H is for hawk | Helen Macdonald

H is for Hmmm. I really enjoyed this at the start, became increasingly irked by it, and was downright annoyed by the end. There are three distinct narratives: the sudden death of the author’s father and her subsequent stages of grief; her acquisition of a young female goshawk and the story of the bird’s training and development, and a lot of thoughts about T H White, best known as the author of The sword in the stone etc, but who also wrote a memoir about training a goshawk.

Helen Macdonald’s nature writing is often amazing. Really amazing. It’s full of hyper-real sensory detail as the author becomes almost as alert to every movement and sound and sight as the hawk, and conjures the landscape through this newly keen perception wonderfully. We start to feel what ‘hawk-eyed’ really means: a whole new spectrum of awareness. And her writing is brilliantly honed to convey this. She also has to develop a whole new type of attention to read the bird; its posture, gaze, movements are the language she has to learn. Her growing identification with the bird, seeing and thinking as the bird does, is an engrossing journey.

At the same time she’s in the throes of profound mourning and falling apart after her father’s sudden death. This is really poignant stuff and very moving. She conveys her grief simply and bluntly and it’s all the more effective for that; crumbling when unexpected little things remind her of him, and over time finding that she understands him more as her relationship with the bird develops. So there are these two very vivid psychological trajectories, the terrible loss and the becoming-more-hawk, and that would be enough, really.

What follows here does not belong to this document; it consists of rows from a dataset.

// Copyright 2025-Present Datadog, Inc. https://www.datadoghq.com/
// SPDX-License-Identifier: Apache-2.0

//! Translation of log entries into points.

use crate::entry::LogEntry;
use crate::errors::InvalidPointError;
use crate::point::Point;
use crate::value::Value;
use std::collections::BTreeMap;

pub const MESSAGE_FIELD: &str = "message";
pub const LEVEL_TAG: &str = "level";

/// Builds one [`Point`] per log entry.
///
/// Entry fields named in `tag_fields` are promoted to tags and removed from
/// the field-set; every other entry field is kept as a field. The message
/// always lands in the `message` field and the severity in the `level` tag.
#[derive(Debug, Clone)]
pub struct PointBuilder {
    metric: String,
    tag_fields: Vec<String>,
}

impl PointBuilder {
    pub fn new(metric: impl Into<String>, tag_fields: Vec<String>) -> Self {
        Self {
            metric: metric.into(),
            tag_fields,
        }
    }

    #[must_use]
    pub fn metric(&self) -> &str {
        &self.metric
    }

    #[must_use]
    pub fn tag_fields(&self) -> &[String] {
        &self.tag_fields
    }

    pub fn build(&self, entry: &LogEntry) -> Result<Point, InvalidPointError> {
        let mut tags = BTreeMap::new();
        for name in &self.tag_fields {
            if let Some(value) = entry.fields.get(name) {
                tags.insert(name.clone(), value.to_string());
            }
        }
        tags.insert(LEVEL_TAG.to_string(), entry.level.to_string());

        let mut fields: BTreeMap<String, Value> = entry
            .fields
            .iter()
            .filter(|(key, _)| !self.tag_fields.contains(*key))
            .map(|(key, value)| (key.clone(), value.clone()))
            .collect();
        fields.insert(MESSAGE_FIELD.to_string(), Value::String(entry.message.clone()));

        // covers `level`, which is always a tag
        for key in tags.keys() {
            fields.remove(key);
        }

        Point::new(self.metric.as_str(), tags, fields, entry.time)
    }
}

But no, there’s T H White. And there is far too much of him, frankly. His writing, his terrible childhood, his psychology, his sexual tastes, his interior design preferences, and his profound and tragic unsuitability for caring for a wild animal, to the point of intrusive overload. I have no problem with parallel lives or multiple time lines or intertextuality in memoir – Sebald does it a lot, for instance, and it’s magical, all blending together perfectly. But here it introduces an overly scholarly note that jars with the intensely personal narratives. It feels like the author shoe-horned in a dissertation: the curse of academia I suppose.

An even greater objection: ethics. As a vegan animal rights snowflake, opposed to bloodsports and the keeping of wild animals in captivity, I had Questions. How is it possible to claim to revere the wild beauty and ferocity of the bird, but force it to bend it to your will? Imprison it in such an dependant and unnatural life? Hunt for fun? Genuine question – in the twenty-first century, how can any of this be justified? Her bird is at times terrified, angry, overfed, underfed, abandoned. The author blunders around the countryside with a hungry winged killing machine, trespassing, stumbling into peoples gardens, accidentally ripping apart captive birds, massacring wildlife. But despite her deeply scholarly mindset she blithely skims over all this ethical awkwardness. Not good enough.

And the ending feels so rushed and careless. The author goes to the US on holiday, her friends look after the bird, she has a lovely time because everyone loves hunting there, comes back, puts the bird in an aviary over winter, drives off, the end. PS She died a few years later. The feeling is the novelty has worn off, the honeymoon is over, or perhaps the author had a deadline looming and had to suddenly wrap the book up. Who knows. But the bird is no longer the extraordinary centre of her world, her death just a post script, and it strikes a rather heartless note. For a book about bereavement, how odd to not even discuss that loss.